** RECORDED DATA **
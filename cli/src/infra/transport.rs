//! HTTP transport — implements the `Transport` port with `ureq`.

use std::io::Read as _;

use crate::application::ports::Transport;
use crate::domain::{ApiRequest, ApiResult, ClientConfig, PlatformError, RawResponse, RequestBody};

/// Blocking HTTP transport with a bearer token and one client-wide timeout.
///
/// Settings are fixed at construction.
pub struct HttpTransport {
    agent: ureq::Agent,
    host: String,
    token: String,
    debug: bool,
}

impl HttpTransport {
    #[must_use]
    pub fn new(config: &ClientConfig) -> Self {
        let agent = ureq::AgentBuilder::new().timeout(config.timeout).build();
        Self {
            agent,
            host: config.host.clone(),
            token: config.token.clone(),
            debug: config.debug,
        }
    }

    fn url(&self, request: &ApiRequest) -> String {
        format!("{}/{}", self.host, request.path_string())
    }
}

impl Transport for HttpTransport {
    fn send(&self, request: &ApiRequest) -> ApiResult<RawResponse> {
        let url = self.url(request);
        if self.debug {
            tracing::debug!(method = %request.method, %url, query = ?request.query, "> request");
        }

        let mut req = self
            .agent
            .request(request.method.as_str(), &url)
            .set("Accept", "application/json")
            .set("Authorization", &format!("Bearer {}", self.token));
        for (key, value) in &request.query {
            req = req.query(key, value);
        }

        let result = match &request.body {
            RequestBody::Empty => req.call(),
            RequestBody::Json(payload) => {
                let body = payload.to_string();
                if self.debug {
                    tracing::debug!(payload = %body, ">>> payload");
                }
                req.set("Content-Type", "application/json").send_string(&body)
            }
            RequestBody::Form(fields) => {
                if self.debug {
                    tracing::debug!(payload = ?fields, ">>> payload");
                }
                let pairs: Vec<(&str, &str)> = fields
                    .iter()
                    .map(|(k, v)| (k.as_str(), v.as_str()))
                    .collect();
                req.send_form(&pairs)
            }
        };

        let response = match result {
            Ok(resp) | Err(ureq::Error::Status(_, resp)) => read_response(resp)?,
            Err(ureq::Error::Transport(err)) => {
                if is_benign_eof(&err) {
                    tracing::debug!(%url, "connection dropped after response; treating as 200");
                    RawResponse::new(200, Vec::new())
                } else {
                    return Err(PlatformError::Transport(err.to_string()));
                }
            }
        };

        if self.debug {
            tracing::debug!(status = response.status, body = %response.text(), "< response");
        }
        Ok(response)
    }
}

fn read_response(resp: ureq::Response) -> ApiResult<RawResponse> {
    let status = resp.status();
    let mut body = Vec::new();
    resp.into_reader()
        .read_to_end(&mut body)
        .map_err(|e| PlatformError::Transport(format!("reading response body: {e}")))?;
    Ok(RawResponse { status, body })
}

/// Whether `err` is the peer closing the connection at end of stream.
///
/// Walks the source chain looking for an `UnexpectedEof` I/O error or an
/// error message ending in `EOF`.
pub fn is_benign_eof(err: &(dyn std::error::Error + 'static)) -> bool {
    let mut current = Some(err);
    while let Some(e) = current {
        if let Some(io) = e.downcast_ref::<std::io::Error>()
            && io.kind() == std::io::ErrorKind::UnexpectedEof
        {
            return true;
        }
        let text = e.to_string();
        if text.ends_with("EOF") || text.to_lowercase().contains("unexpected eof") {
            return true;
        }
        current = e.source();
    }
    false
}
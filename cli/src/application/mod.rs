//! Application layer — port trait definitions and use-case orchestration.
//!
//! This module depends only on `crate::domain`, never on `crate::infra`,
//! `crate::commands`, or `crate::output`.

pub mod ports;
pub mod services;

pub use ports::{LocalFs, ManifestTarget, ProgressReporter, Transport};
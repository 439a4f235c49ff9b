//! Application service — manifest loading use-case.
//!
//! Reads the combined manifest and any per-section files through the
//! `LocalFs` port, overlays them, and hands the result to the domain for
//! validation and assembly.

use std::path::{Path, PathBuf};

use serde::de::DeserializeOwned;
use shipa_types::{Manifest, Section};

use crate::application::ports::LocalFs;
use crate::domain::{ManifestBundle, ManifestError};

/// Where the manifest comes from.
#[derive(Debug, Clone, Default)]
pub struct ManifestSources {
    /// Document with any of the top-level section keys.
    pub combined: Option<PathBuf>,
    /// Files holding a single section's body. They override `combined`.
    pub sections: Vec<(Section, PathBuf)>,
}

impl ManifestSources {
    #[must_use]
    pub fn is_empty(&self) -> bool {
        self.combined.is_none() && self.sections.is_empty()
    }
}

/// Read and decode every source into one manifest.
///
/// # Errors
///
/// Fails when a file cannot be read or does not decode.
pub fn read_manifest(fs: &impl LocalFs, sources: &ManifestSources) -> Result<Manifest, ManifestError> {
    let mut manifest = match &sources.combined {
        Some(path) => decode_file::<Manifest>(fs, path)?.unwrap_or_default(),
        None => Manifest::default(),
    };
    for (section, path) in &sources.sections {
        tracing::debug!(%section, path = %path.display(), "reading section file");
        manifest = manifest.overlay(decode_section(fs, *section, path)?);
    }
    Ok(manifest)
}

/// Load, validate and assemble the bundle.
///
/// Cluster credentials naming a readable file are replaced by the file's
/// content; anything else is kept as written. The deploy's `shipayaml`
/// must be readable.
///
/// # Errors
///
/// Returns a [`ManifestError`] for unreadable or invalid input.
pub fn load_bundle(
    fs: &impl LocalFs,
    sources: &ManifestSources,
) -> Result<ManifestBundle, ManifestError> {
    let manifest = read_manifest(fs, sources)?;

    let shipa_yaml = match manifest.app_deploy.as_ref().map(|d| d.shipa_yaml.as_str()) {
        Some(path) if !path.is_empty() => Some(read(fs, Path::new(path))?),
        _ => None,
    };

    ManifestBundle::assemble(manifest, |value| file_or_value(fs, value), shipa_yaml.as_deref())
}

/// Content of the file at `value` when it can be read as UTF-8, else `value`.
pub fn file_or_value(fs: &impl LocalFs, value: &str) -> String {
    if value.is_empty() {
        return String::new();
    }
    match fs.read(Path::new(value)).map(String::from_utf8) {
        Ok(Ok(content)) => content,
        _ => value.to_string(),
    }
}

fn read(fs: &impl LocalFs, path: &Path) -> Result<Vec<u8>, ManifestError> {
    fs.read(path).map_err(|source| ManifestError::File {
        path: path.display().to_string(),
        source,
    })
}

/// Decode a YAML file. A blank file decodes to `None`.
fn decode_file<T: DeserializeOwned>(fs: &impl LocalFs, path: &Path) -> Result<Option<T>, ManifestError> {
    let bytes = read(fs, path)?;
    if bytes.iter().all(u8::is_ascii_whitespace) {
        return Ok(None);
    }
    serde_yaml::from_slice(&bytes)
        .map(Some)
        .map_err(|e| ManifestError::Decode {
            path: path.display().to_string(),
            message: e.to_string(),
        })
}

fn decode_section(fs: &impl LocalFs, section: Section, path: &Path) -> Result<Manifest, ManifestError> {
    let mut manifest = Manifest::default();
    match section {
        Section::Framework => manifest.framework = decode_file(fs, path)?,
        Section::Cluster => manifest.cluster = decode_file(fs, path)?,
        Section::App => manifest.app = decode_file(fs, path)?,
        Section::AppEnv => manifest.app_env = decode_file(fs, path)?,
        Section::AppCname => manifest.app_cname = decode_file(fs, path)?,
        Section::NetworkPolicy => manifest.network_policy = decode_file(fs, path)?,
        Section::AppDeploy => manifest.app_deploy = decode_file(fs, path)?,
        Section::Job => manifest.job = decode_file(fs, path)?,
    }
    Ok(manifest)
}
//! Version command

use std::process::ExitCode;

use anyhow::Result;

use crate::app::AppContext;

/// Run the version command.
///
/// # Errors
///
/// Returns an error if JSON serialization fails.
pub fn run(app: &AppContext) -> Result<ExitCode> {
    app.renderer().render_version(env!("CARGO_PKG_VERSION"))?;
    Ok(ExitCode::SUCCESS)
}
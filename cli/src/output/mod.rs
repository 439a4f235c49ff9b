//! Output formatting module

pub mod human;
pub mod json;
pub mod progress;
pub mod reporter;
pub mod styles;

use console::Term;
use owo_colors::OwoColorize as _;
pub use human::HumanRenderer;
pub use json::JsonRenderer;
pub use reporter::TerminalReporter;
pub use styles::Styles;

/// Output context carrying styling and terminal state.
pub struct OutputContext {
    /// Stylesheet for colored output.
    pub styles: Styles,
    /// Whether stdout is a TTY.
    pub is_tty: bool,
    /// Whether to suppress non-error output.
    pub quiet: bool,
}

impl OutputContext {
    /// Create output context based on CLI flags and environment.
    #[must_use]
    pub fn new(no_color: bool, quiet: bool) -> Self {
        let is_tty = Term::stdout().is_term();
        let use_colors = !no_color && is_tty && std::env::var("NO_COLOR").is_err();

        let mut styles = Styles::default();
        if use_colors {
            styles.colorize();
        }

        Self {
            styles,
            is_tty,
            quiet,
        }
    }

    /// Check if progress indicators should be shown.
    #[must_use]
    pub fn show_progress(&self) -> bool {
        self.is_tty && !self.quiet
    }

    /// Print a success message prefixed with `✓`. Suppressed when `quiet`.
    pub fn success(&self, msg: &str) {
        if !self.quiet {
            println!("  {} {msg}", "✓".style(self.styles.success));
        }
    }

    /// Print a warning message prefixed with `⚠`. Suppressed when `quiet`.
    pub fn warn(&self, msg: &str) {
        if !self.quiet {
            println!("  {} {msg}", "⚠".style(self.styles.warning));
        }
    }

    /// Print an info message prefixed with `ℹ`. Suppressed when `quiet`.
    pub fn info(&self, msg: &str) {
        if !self.quiet {
            println!("  {} {msg}", "ℹ".style(self.styles.info));
        }
    }

    /// Print a section header. Suppressed when `quiet`.
    pub fn header(&self, msg: &str) {
        if !self.quiet {
            println!("  {}", msg.style(self.styles.header));
        }
    }
}

/// Output renderer selected by `--json`.
pub enum Renderer<'a> {
    Human(HumanRenderer<'a>),
    Json(JsonRenderer),
}

impl Renderer<'_> {
    /// Render the CLI version.
    ///
    /// # Errors
    ///
    /// Returns an error if JSON serialization fails.
    pub fn render_version(&self, version: &str) -> anyhow::Result<()> {
        match self {
            Renderer::Human(r) => {
                r.render_version(version);
                Ok(())
            }
            Renderer::Json(r) => r.render_version(version),
        }
    }

    /// Render the result of an apply run.
    ///
    /// # Errors
    ///
    /// Returns an error if JSON serialization fails.
    pub fn render_apply(&self, report: &crate::domain::ApplyReport) -> anyhow::Result<()> {
        match self {
            Renderer::Human(r) => {
                r.render_apply(report);
                Ok(())
            }
            Renderer::Json(r) => r.render_apply(report),
        }
    }

    /// Render the sections a manifest would apply.
    ///
    /// # Errors
    ///
    /// Returns an error if JSON serialization fails.
    pub fn render_validation(&self, sections: &[shipa_types::Section]) -> anyhow::Result<()> {
        match self {
            Renderer::Human(r) => {
                r.render_validation(sections);
                Ok(())
            }
            Renderer::Json(r) => r.render_validation(sections),
        }
    }
}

** ABOUT THIS EXERCISE **
For an answer, give a copy of every line in the listing that holds the word "token".

** ANSWER BOX **
/// Blocking HTTP transport with a bearer token and one client-wide timeout.
    token: String,
            token: config.token.clone(),
            .set("Authorization", &format!("Bearer {}", self.token));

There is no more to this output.